If $G$ is a finitely generated group, Grushko’s theorem says that the number of factors in any free product decomposition of $G$ is finite, so applying the theorem inductively provides examples of free actions of finitely generated free products of free abelian and surface groups. (Provided, of course, that none of the surfaces in question are the projective plane, the Klein bottle, or the connect sum of three projective planes.)

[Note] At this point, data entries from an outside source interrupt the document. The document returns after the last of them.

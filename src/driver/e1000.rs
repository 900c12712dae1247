//! Descriptor-ring driver for the e1000 family
//!
//! One transmit and one receive ring of [`NUM_DESCRIPTORS`] legacy
//! descriptors, each paired with a fixed packet buffer. The driver never
//! blocks except in [`E1000::listen`] and the two timed waits.
//!
//! Ring ownership follows the hardware convention:
//! - TX: the slot at TDT is free when its Done bit is set. Software fills it,
//!   clears Done and moves TDT forward; hardware sets Done once sent.
//! - RX: the next frame to consume sits at RDT + 1. Hardware sets Done and
//!   End-of-Packet; software copies the frame out, clears the status and
//!   hands the slot back by moving RDT onto it.

use std::mem::size_of;
use std::ptr::{addr_of, addr_of_mut};
use std::sync::atomic::{fence, Ordering};
use std::time::Duration;

use bitflags::bitflags;
use log::{info, trace, warn};
use static_assertions::const_assert_eq;

use crate::driver::clock::{poll_until, Clock};
use crate::driver::regs::{self, Registers};
use crate::error::{NetError, NetResult};
use crate::network::ethernet::MacAddr;

pub const NUM_DESCRIPTORS: usize = 32;
pub const PACKET_BUFFER_SIZE: usize = 2048;

bitflags! {
    /// Descriptor status byte
    #[derive(Debug, Clone, Copy, PartialEq, Eq)]
    pub struct DescStatus: u8 {
        const DONE = 0x01;
        const END_OF_PACKET = 0x02;
    }

    /// Transmit descriptor command byte
    #[derive(Debug, Clone, Copy, PartialEq, Eq)]
    pub struct TxCommand: u8 {
        const END_OF_PACKET = 0x01;
        const REPORT_STATUS = 0x08;
    }
}

/// Legacy transmit descriptor
#[repr(C)]
#[derive(Debug, Clone, Copy, Default)]
pub struct TxDescriptor {
    pub buf_addr: u64,
    pub length: u16,
    pub cso: u8,
    pub cmd: u8,
    pub status: u8,
    pub css: u8,
    pub special: u16,
}

/// Legacy receive descriptor
#[repr(C)]
#[derive(Debug, Clone, Copy, Default)]
pub struct RxDescriptor {
    pub buf_addr: u64,
    pub length: u16,
    pub checksum: u16,
    pub status: u8,
    pub errors: u8,
    pub special: u16,
}

const_assert_eq!(size_of::<TxDescriptor>(), 16);
const_assert_eq!(size_of::<RxDescriptor>(), 16);

// Ring base addresses must be 128-byte aligned.
#[repr(C, align(128))]
struct TxRing([TxDescriptor; NUM_DESCRIPTORS]);

#[repr(C, align(128))]
struct RxRing([RxDescriptor; NUM_DESCRIPTORS]);

type PacketBuffer = [u8; PACKET_BUFFER_SIZE];

/// Translates kernel virtual addresses into bus addresses for DMA
pub trait PhysTranslate {
    fn phys_addr(&self, virt: *const u8) -> u64;
}

/// Bus address == virtual address, as in the software adapter model.
#[derive(Debug, Clone, Copy, Default)]
pub struct IdentityMap;

impl PhysTranslate for IdentityMap {
    fn phys_addr(&self, virt: *const u8) -> u64 {
        virt as u64
    }
}

pub struct E1000<R: Registers, C: Clock> {
    regs: R,
    clock: C,
    tx_ring: Box<TxRing>,
    rx_ring: Box<RxRing>,
    tx_bufs: Box<[PacketBuffer]>,
    rx_bufs: Box<[PacketBuffer]>,
}

impl<R: Registers, C: Clock> E1000<R, C> {
    /// Program both rings into the adapter behind `regs`
    pub fn attach(regs: R, clock: C, dma: &dyn PhysTranslate) -> Self {
        let mut nic = E1000 {
            regs,
            clock,
            tx_ring: Box::new(TxRing([TxDescriptor::default(); NUM_DESCRIPTORS])),
            rx_ring: Box::new(RxRing([RxDescriptor::default(); NUM_DESCRIPTORS])),
            tx_bufs: vec![[0u8; PACKET_BUFFER_SIZE]; NUM_DESCRIPTORS].into_boxed_slice(),
            rx_bufs: vec![[0u8; PACKET_BUFFER_SIZE]; NUM_DESCRIPTORS].into_boxed_slice(),
        };

        let mac = nic.mac_address();
        info!(
            "e1000: MAC {:02x}:{:02x}:{:02x}:{:02x}:{:02x}:{:02x}",
            mac[0], mac[1], mac[2], mac[3], mac[4], mac[5]
        );

        nic.regs.write(regs::MTA, 0);
        nic.transmit_init(dma);
        nic.receive_init(dma);

        info!("e1000: status {:#010x}", nic.regs.read(regs::STATUS));
        nic
    }

    fn transmit_init(&mut self, dma: &dyn PhysTranslate) {
        for (desc, buf) in self.tx_ring.0.iter_mut().zip(self.tx_bufs.iter()) {
            desc.buf_addr = dma.phys_addr(buf.as_ptr());
            desc.cmd = (TxCommand::REPORT_STATUS | TxCommand::END_OF_PACKET).bits();
            desc.status = DescStatus::DONE.bits();
        }

        let base = dma.phys_addr(self.tx_ring.0.as_ptr().cast());
        self.regs.write(regs::TDBAL, base as u32);
        self.regs.write(regs::TDBAH, (base >> 32) as u32);
        self.regs.write(regs::TDLEN, size_of::<TxRing>() as u32);
        self.regs.write(regs::TDH, 0);
        self.regs.write(regs::TDT, 0);
        self.regs.write(
            regs::TCTL,
            regs::TCTL_EN
                | regs::TCTL_PSP
                | (regs::TCTL_CT & (0x10 << 4))
                | (regs::TCTL_COLD & (0x40 << 12)),
        );
        self.regs.write(regs::TIPG, regs::TIPG_DEFAULT);

        self.dump_tx_desc(0);
    }

    fn receive_init(&mut self, dma: &dyn PhysTranslate) {
        for (desc, buf) in self.rx_ring.0.iter_mut().zip(self.rx_bufs.iter()) {
            desc.buf_addr = dma.phys_addr(buf.as_ptr());
            desc.status &= !DescStatus::DONE.bits();
        }

        let base = dma.phys_addr(self.rx_ring.0.as_ptr().cast());
        self.regs.write(regs::RDBAL, base as u32);
        self.regs.write(regs::RDBAH, (base >> 32) as u32);
        self.regs.write(regs::RDLEN, size_of::<RxRing>() as u32);
        self.regs.write(regs::RDH, 0);
        self.regs.write(regs::RDT, (NUM_DESCRIPTORS - 1) as u32);
        self.regs.write(regs::RCTL, regs::RCTL_EN | regs::RCTL_BAM | regs::RCTL_SECRC);

        self.dump_rx_desc(0);
    }

    /// Queue one frame, truncated to the slot size
    ///
    /// Fails with [`NetError::QueueFull`] if the hardware has not finished
    /// with the slot at the tail yet.
    pub fn transmit(&mut self, frame: &[u8]) -> NetResult<()> {
        let len = frame.len().min(PACKET_BUFFER_SIZE);
        let tail = self.tx_tail();

        if !self.tx_status(tail).contains(DescStatus::DONE) {
            warn!("e1000: transmit queue is full");
            return Err(NetError::QueueFull);
        }

        self.tx_bufs[tail][..len].copy_from_slice(&frame[..len]);
        let desc = addr_of_mut!(self.tx_ring.0[tail]);
        // SAFETY: `desc` points into the ring we own; the hardware only
        // reads this slot once TDT moves past it below.
        unsafe {
            addr_of_mut!((*desc).length).write_volatile(len as u16);
            let status = addr_of!((*desc).status).read_volatile();
            addr_of_mut!((*desc).status).write_volatile(status & !DescStatus::DONE.bits());
        }
        self.dump_tx_desc(tail);

        fence(Ordering::Release);
        self.regs.write(regs::TDT, ((tail + 1) % NUM_DESCRIPTORS) as u32);
        Ok(())
    }

    /// Copy the next received frame into `buf`
    ///
    /// Returns the number of bytes copied, or 0 if no complete frame is
    /// waiting.
    pub fn receive(&mut self, buf: &mut [u8]) -> usize {
        let next = self.rx_next();
        self.dump_rx_desc(next);

        let status = self.rx_status(next);
        if !status.contains(DescStatus::DONE) {
            trace!("e1000: receive queue is empty");
            return 0;
        }
        if !status.contains(DescStatus::END_OF_PACKET) {
            warn!("e1000: receive status is not EOP");
            return 0;
        }
        fence(Ordering::Acquire);

        let desc = addr_of_mut!(self.rx_ring.0[next]);
        // SAFETY: Done is set, so the hardware has handed this slot back.
        let length = unsafe { addr_of!((*desc).length).read_volatile() } as usize;
        let len = length.min(buf.len()).min(PACKET_BUFFER_SIZE);
        buf[..len].copy_from_slice(&self.rx_bufs[next][..len]);

        // SAFETY: as above; the slot is ours until RDT is moved onto it.
        unsafe { addr_of_mut!((*desc).status).write_volatile(0) };
        self.regs.write(regs::RDT, next as u32);
        len
    }

    /// True if a received frame is waiting.
    pub fn rx_ready(&self) -> bool {
        self.rx_status(self.rx_next()).contains(DescStatus::DONE)
    }

    /// True if the transmit slot at the tail is free.
    pub fn tx_ready(&self) -> bool {
        self.tx_status(self.tx_tail()).contains(DescStatus::DONE)
    }

    /// Spin until a frame arrives. Never gives up.
    pub fn listen(&self) {
        while !self.rx_ready() {
            std::hint::spin_loop();
        }
    }

    /// Wait up to `timeout` for a frame to arrive
    pub fn timeout_listen(&self, timeout: Duration) -> NetResult<()> {
        if poll_until(&self.clock, timeout, || self.rx_ready()) {
            Ok(())
        } else {
            trace!("e1000: receive timeout ({} ms)", timeout.as_millis());
            Err(NetError::Timeout)
        }
    }

    /// Wait up to `timeout` for the transmit slot at the tail to free up
    pub fn timeout_transmit(&self, timeout: Duration) -> NetResult<()> {
        if poll_until(&self.clock, timeout, || self.tx_ready()) {
            Ok(())
        } else {
            trace!("e1000: transmit timeout ({} ms)", timeout.as_millis());
            Err(NetError::Timeout)
        }
    }

    /// MAC address from the receive address registers
    pub fn mac_address(&self) -> MacAddr {
        regs::mac_from_receive_address(self.regs.read(regs::RAL), self.regs.read(regs::RAH))
    }

    pub fn registers(&self) -> &R {
        &self.regs
    }

    pub fn registers_mut(&mut self) -> &mut R {
        &mut self.regs
    }

    pub fn clock(&self) -> &C {
        &self.clock
    }

    fn tx_tail(&self) -> usize {
        self.regs.read(regs::TDT) as usize % NUM_DESCRIPTORS
    }

    fn rx_next(&self) -> usize {
        (self.regs.read(regs::RDT) as usize + 1) % NUM_DESCRIPTORS
    }

    fn tx_status(&self, index: usize) -> DescStatus {
        // SAFETY: reading a field of a descriptor we own; volatile because
        // the hardware writes it behind our back.
        let status = unsafe { addr_of!(self.tx_ring.0[index].status).read_volatile() };
        DescStatus::from_bits_retain(status)
    }

    fn rx_status(&self, index: usize) -> DescStatus {
        // SAFETY: as in `tx_status`.
        let status = unsafe { addr_of!(self.rx_ring.0[index].status).read_volatile() };
        DescStatus::from_bits_retain(status)
    }

    fn dump_tx_desc(&self, index: usize) {
        let desc = &self.tx_ring.0[index];
        trace!(
            "e1000: TX desc {:02}: buf_addr {:#x} length {} cmd {:#04x} status {:#04x}",
            index,
            desc.buf_addr,
            desc.length,
            desc.cmd,
            self.tx_status(index).bits()
        );
    }

    fn dump_rx_desc(&self, index: usize) {
        let desc = &self.rx_ring.0[index];
        trace!(
            "e1000: RX desc {:02}: buf_addr {:#x} length {} checksum {:#06x} status {:#04x} errors {:#04x}",
            index,
            desc.buf_addr,
            desc.length,
            desc.checksum,
            self.rx_status(index).bits(),
            desc.errors
        );
    }
}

*Proof.* The free product $G = A*B$
acts on a (simplicial) tree $Y$
with two orbits of vertices and one orbit of edges with trivial edge stabilizers.
By the orbit stabilizer theorem, the tree has the following description.
The vertex set is the union of the sets of cosets of $A$
and $B$
in $G$
,
and the edge set is the set of elements of $G$
.
The edge labeled $g$
connects the vertices labeled $gA$
and $gB$
.
Choose points $s \in S$
and $t \in T$
.
The real tree $X$
will be constructed in the following way.
We replace vertices of $Y$
with copies of $S$
or $T$
, corresponding to whether
the vertex corresponded to a coset of $A$
or $B$
, respectively,
gluing the edges of $Y$
so that one endpoint lies in a copy of $S$
and the other in a copy of $T$
.

Explicitly the space $X$ is the quotient of the disjoint union $G\times S \sqcup G \times T \sqcup G\times [0,1]$ by the following relations, where $g \in G$ , $x \in S$ , $y \in T$ , $a \in A$ and $b \in B$ :

- $(ga,x) \sim (g,a.x)$ ,
- $(gb,y) \sim (g,b.y)$ ,
- $(g,0) \sim (g,s)$ and
- $(g,1) \sim (g,t)$ .

One checks that the relations imply that there is a copy of $S$ for each coset $gA$ in $G$ , a copy of $T$ for each coset $gB$ in $G$ , and an edge $[0,1]$ for each element of $G$ . Since $Y$ was a tree, $X$ will be a real tree. The multiplication in the labels of the disjoint union yields an action of $G$ on $X$ by isometries. There is a natural equivariant map $X \to Y$ that collapses each copy of $S$ and each copy of $T$ to a point. Each element $g$ of $G$ either acts freely on $Y$ (in which case it must act freely on $X$ ), or it stabilizes a unique vertex of $Y$ , in which case $g$ is conjugate to an element of $A$ or $B$ . In this latter case, $g$ preserves a copy of $S$ or $T$ and one checks that it acts as an element of $A$ or $B$ . But since the actions of $A$ and $B$ were free, it follows that if $g$ is nontrivial, then it acts freely. $\blacksquare$